Il dato è inequivocabile: gli italiani continuano a spostarsi per ricevere delle cure migliori e il fenomeno della migrazione sanitaria è una realtà del sistema sanitario nazionale. Quasi 8 ricoveri ogni mille abitanti avvengono in una regione diversa da quella di residenza, e il dato cresce quando si guarda ai malati di tumore.
Sono i numeri che emergono dal Rapporto del Ministero della Salute, realizzato in base alle schede di dimissione ospedaliera (Sdo): il tasso di mobilità per ricevere delle cure oncologiche è al 9,6%, di circa due punti percentuali in più rispetto alla mobilità generale per acuti in regime ordinario. Ancora maggiore è il valore per la radioterapia: nei primi sei mesi del 2014 quasi 7mila malati hanno ricevuto le cure al di fuori della loro regione.

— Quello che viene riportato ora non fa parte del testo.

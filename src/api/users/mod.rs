//! User administration API module (admin only)

mod handler;

use axum::{
    Router, middleware,
    routing::{get, put},
};

use crate::auth::middleware::authorize;
use crate::auth::roles::allow;
use crate::core::ServerState;

pub fn router() -> Router<ServerState> {
    Router::new().nest("/api/users", user_routes())
}

fn user_routes() -> Router<ServerState> {
    Router::new()
        .route("/", get(handler::list))
        .route(
            "/{id}",
            get(handler::get_by_id)
                .put(handler::update)
                .delete(handler::delete),
        )
        .route("/{id}/role", put(handler::set_role))
        .route_layer(middleware::from_fn(authorize(allow::ADMIN_ONLY)))
}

Sono diverse le cause che possono spingere un malato a spostarsi dalla propria casa per curarsi: dalla carenza di prestazioni sanitarie adeguate alla scarsa fiducia verso le strutture più vicine ai tempi di attesa troppo lunghi. Essere costretti a “migrare” comporta però una serie di rinunce difficili. Quando poi ad ammalarsi di tumore è un bambino, il disagio e i sacrifici investono tutta la famiglia: molto spesso uno o entrambi i genitori sono costretti a lasciare il lavoro per poter accompagnare il figlio nel lungo e difficile percorso sanitario.